Chris Young singles chronology
| "Drowning" (2019) | "Famous Friends" (2020) | "At the End of a Bar" (2021) |

Kane Brown singles chronology
| "Worship You" (2020) | "Famous Friends" (2020) | "Memory" (2021) |

Music video
- "Famous Friends" on YouTube

= Famous Friends =

2020 single by Chris Young and Kane Brown

"Famous Friends" is a song recorded by American country music singers Chris Young and Kane Brown. It was released on November 20, 2020, as the third single from Young's eighth studio album of the same name. Young wrote and produced the song with Corey Crowder, with additional writing from Cary Barlowe.

==Background==
In 2017, Young joined Brown for the duet "Setting the Night on Fire" on the deluxe edition of Brown's self-titled album.

At the 2020 CMT Music Awards, Young performed "Drowning" in honor of Brown, whose drummer, Kenny Dixon, was killed in a car accident in October 2019, during CMT Artists of the Year. Since then Young and Brown developed a friendship.

Young told to People: "Kane and I have gotten to know each other over the years, from him being on tours with me, from us writing together, from me guesting on his album in the past. All of this stuff came together. 'Famous Friends' is fun, it's super uptempo and I got to sing with my buddy Kane. All of this worked out as perfect as it possibly could on one song."

Rutherford, Hamilton and Davidson counties in Tennessee are referred to in the lyrics, as Rutherford and Hamilton are the home counties of Young and Brown, respectively, while Davidson is where Nashville is located.

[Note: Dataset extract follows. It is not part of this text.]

pub use self::{field::*, shape_matrix::*};

pub(crate) mod field;
pub(crate) mod shape_matrix;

==Commercial performance==
"Famous Friends" reached number one on the Billboard Country Airplay chart dated July 17, 2021, becoming Young's tenth number one single, and his first since “Losing Sleep” in 2018, and Brown's sixth. In December 2021, it was declared by Billboard the number one Country Airplay single of the year.

==Music video==
The music video was released on March 26, 2021, directed by Peter Zavadil. It was filmed in Gallatin, Tennessee, and included Young's and Brown's real-life friends, such as a firefighter, a dog walker, a teacher, a musician, and a cook, and footage of them performing on a housetop in Nashville.

==Charts==

===Weekly charts===

Weekly chart performance for "Famous Friends"
| Chart (2020–2021) | Peak position |
|---|---|
| Australia Country Hot 50 (TMN) | 8 |
| Canada Hot 100 (Billboard) | 28 |
| Canada Country (Billboard) | 1 |
| Global 200 (Billboard) | 146 |
| US Billboard Hot 100 | 21 |
| US Country Airplay (Billboard) | 1 |
| US Hot Country Songs (Billboard) | 2 |

===Year-end charts===

Year-end chart performance for "Famous Friends"
| Chart (2021) | Position |
|---|---|
| Canada (Canadian Hot 100) | 87 |
| US Billboard Hot 100 | 69 |
| US Country Airplay (Billboard) | 1 |
| US Hot Country Songs (Billboard) | 5 |

==Certifications==

Certifications for "Famous Friends"
| Region | Certification | Certified units/sales |
| Canada (Music Canada) | 3× Platinum | 240,000^{‡} |
| United States (RIAA) | 3× Platinum | 3,000,000^{‡} |
^{‡} Sales+streaming figures based on certification alone.